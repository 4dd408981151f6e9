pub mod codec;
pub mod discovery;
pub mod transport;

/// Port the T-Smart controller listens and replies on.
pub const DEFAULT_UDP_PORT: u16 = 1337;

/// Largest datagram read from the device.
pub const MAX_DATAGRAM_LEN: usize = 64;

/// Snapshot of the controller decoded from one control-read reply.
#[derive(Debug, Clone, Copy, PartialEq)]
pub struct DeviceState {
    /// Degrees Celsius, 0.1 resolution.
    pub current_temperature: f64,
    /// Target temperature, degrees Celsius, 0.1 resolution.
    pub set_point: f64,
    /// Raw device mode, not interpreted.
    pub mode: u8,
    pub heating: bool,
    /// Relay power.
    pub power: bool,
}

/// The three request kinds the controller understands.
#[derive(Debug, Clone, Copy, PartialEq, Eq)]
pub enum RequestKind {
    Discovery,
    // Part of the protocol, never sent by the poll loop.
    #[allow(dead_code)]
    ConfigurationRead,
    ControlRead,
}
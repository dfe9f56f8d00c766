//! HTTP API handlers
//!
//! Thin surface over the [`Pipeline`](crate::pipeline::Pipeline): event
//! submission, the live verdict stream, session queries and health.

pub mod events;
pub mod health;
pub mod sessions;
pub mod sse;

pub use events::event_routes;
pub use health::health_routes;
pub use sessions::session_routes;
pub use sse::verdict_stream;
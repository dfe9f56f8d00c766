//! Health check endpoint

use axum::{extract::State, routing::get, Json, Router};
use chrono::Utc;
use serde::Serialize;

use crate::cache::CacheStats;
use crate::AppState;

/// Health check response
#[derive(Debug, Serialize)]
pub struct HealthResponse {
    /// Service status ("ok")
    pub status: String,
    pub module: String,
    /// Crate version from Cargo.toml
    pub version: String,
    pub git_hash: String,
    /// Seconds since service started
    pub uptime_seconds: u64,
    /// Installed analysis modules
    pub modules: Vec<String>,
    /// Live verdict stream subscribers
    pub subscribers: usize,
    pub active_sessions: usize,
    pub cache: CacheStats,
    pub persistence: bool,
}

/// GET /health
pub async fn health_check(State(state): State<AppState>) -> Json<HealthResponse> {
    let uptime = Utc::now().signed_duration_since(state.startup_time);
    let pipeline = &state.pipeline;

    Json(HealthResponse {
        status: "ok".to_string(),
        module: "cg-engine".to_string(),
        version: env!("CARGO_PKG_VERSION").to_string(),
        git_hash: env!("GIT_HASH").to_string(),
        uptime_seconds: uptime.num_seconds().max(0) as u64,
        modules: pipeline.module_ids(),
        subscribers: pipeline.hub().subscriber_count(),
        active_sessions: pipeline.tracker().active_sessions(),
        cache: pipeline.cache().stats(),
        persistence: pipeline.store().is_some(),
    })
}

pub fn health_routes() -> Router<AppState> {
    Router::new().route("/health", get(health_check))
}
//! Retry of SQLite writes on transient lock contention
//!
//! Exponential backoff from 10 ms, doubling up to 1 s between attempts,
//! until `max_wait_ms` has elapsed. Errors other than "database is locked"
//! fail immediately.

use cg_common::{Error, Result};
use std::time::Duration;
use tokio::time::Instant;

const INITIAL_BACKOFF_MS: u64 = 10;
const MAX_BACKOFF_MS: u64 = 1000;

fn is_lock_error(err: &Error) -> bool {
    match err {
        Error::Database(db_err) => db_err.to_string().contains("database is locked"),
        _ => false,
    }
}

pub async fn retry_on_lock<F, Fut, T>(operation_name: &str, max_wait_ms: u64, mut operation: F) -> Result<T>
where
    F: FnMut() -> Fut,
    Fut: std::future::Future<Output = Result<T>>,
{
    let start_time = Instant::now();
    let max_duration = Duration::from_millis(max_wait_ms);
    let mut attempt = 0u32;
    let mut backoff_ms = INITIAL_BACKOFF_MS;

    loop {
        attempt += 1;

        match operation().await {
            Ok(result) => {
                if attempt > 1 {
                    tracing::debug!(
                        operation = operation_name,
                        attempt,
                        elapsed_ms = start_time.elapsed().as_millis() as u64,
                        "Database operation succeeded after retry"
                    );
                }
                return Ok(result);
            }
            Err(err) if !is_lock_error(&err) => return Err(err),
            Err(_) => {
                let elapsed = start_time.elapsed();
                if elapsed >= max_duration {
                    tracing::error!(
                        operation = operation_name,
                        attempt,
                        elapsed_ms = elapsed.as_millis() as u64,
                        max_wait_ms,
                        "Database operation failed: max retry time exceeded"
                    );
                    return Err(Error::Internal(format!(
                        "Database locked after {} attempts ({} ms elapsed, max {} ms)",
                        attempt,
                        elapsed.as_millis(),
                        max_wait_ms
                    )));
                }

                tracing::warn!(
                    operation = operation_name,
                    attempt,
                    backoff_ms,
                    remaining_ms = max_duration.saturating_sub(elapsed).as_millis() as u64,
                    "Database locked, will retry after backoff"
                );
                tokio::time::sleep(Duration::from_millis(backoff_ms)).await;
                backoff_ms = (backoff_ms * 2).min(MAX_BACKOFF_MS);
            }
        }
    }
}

● ● ● ● ●

WHAT YOU NEED TO DO.
The response must contain every line from the listing above in which the string "Copy" appears.

RESULT OF THIS EXERCISE.
#[derive(Debug, Clone, Copy, PartialEq)]
#[derive(Debug, Clone, Copy, PartialEq, Eq)]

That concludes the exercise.